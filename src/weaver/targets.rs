//! Element-target classification and filtering.

use bitflags::bitflags;
use strum::Display;

use crate::metadata::method::MethodDef;

bitflags! {
    #[derive(Debug, Clone, Copy, PartialEq, Eq, Hash, Default)]
    /// Kinds of members an aspect may be restricted to. The empty mask is unrestricted.
    pub struct ElementTargets: u32 {
        /// Plain methods
        const METHOD = 0x01;
        /// Property accessors
        const PROPERTY = 0x02;
        /// Instance constructors
        const INSTANCE_CONSTRUCTOR = 0x04;
        /// Static constructors
        const STATIC_CONSTRUCTOR = 0x08;
        /// Every member kind
        const ANY_MEMBER = 0x0F;
    }
}

/// Structural kind of a member, exactly one per method
#[derive(Debug, Clone, Copy, PartialEq, Eq, Display)]
pub enum MemberKind {
    /// Type initializer
    StaticConstructor,
    /// Instance constructor
    InstanceConstructor,
    /// Compiler-generated property getter or setter
    PropertyAccessor,
    /// Any other method
    PlainMethod,
}

impl MemberKind {
    /// Classifies `method` by its structure
    #[must_use]
    pub fn classify(method: &MethodDef) -> Self {
        if method.is_static_constructor() {
            MemberKind::StaticConstructor
        } else if method.is_constructor() {
            MemberKind::InstanceConstructor
        } else if method.is_special_name()
            && (method.name.starts_with("get_") || method.name.starts_with("set_"))
        {
            MemberKind::PropertyAccessor
        } else {
            MemberKind::PlainMethod
        }
    }

    /// The element target bit of this kind
    #[must_use]
    pub fn target_bit(self) -> ElementTargets {
        match self {
            MemberKind::StaticConstructor => ElementTargets::STATIC_CONSTRUCTOR,
            MemberKind::InstanceConstructor => ElementTargets::INSTANCE_CONSTRUCTOR,
            MemberKind::PropertyAccessor => ElementTargets::PROPERTY,
            MemberKind::PlainMethod => ElementTargets::METHOD,
        }
    }
}

/// True if an aspect restricted to `targets` applies to a member of `kind`
#[must_use]
pub fn is_applicable(kind: MemberKind, targets: ElementTargets) -> bool {
    targets.is_empty() || targets.contains(kind.target_bit())
}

──────────────────────────────

=== How to complete this task ===
All that belongs in your answer is the stretch of entries above from the line with "const INSTANCE_CONSTRUCTOR = 0x04;" through the line with "one per method", printed exactly.

=== Reply ===
        const INSTANCE_CONSTRUCTOR = 0x04;
        /// Static constructors
        const STATIC_CONSTRUCTOR = 0x08;
        /// Every member kind
        const ANY_MEMBER = 0x0F;
    }
}

/// Structural kind of a member, exactly one per method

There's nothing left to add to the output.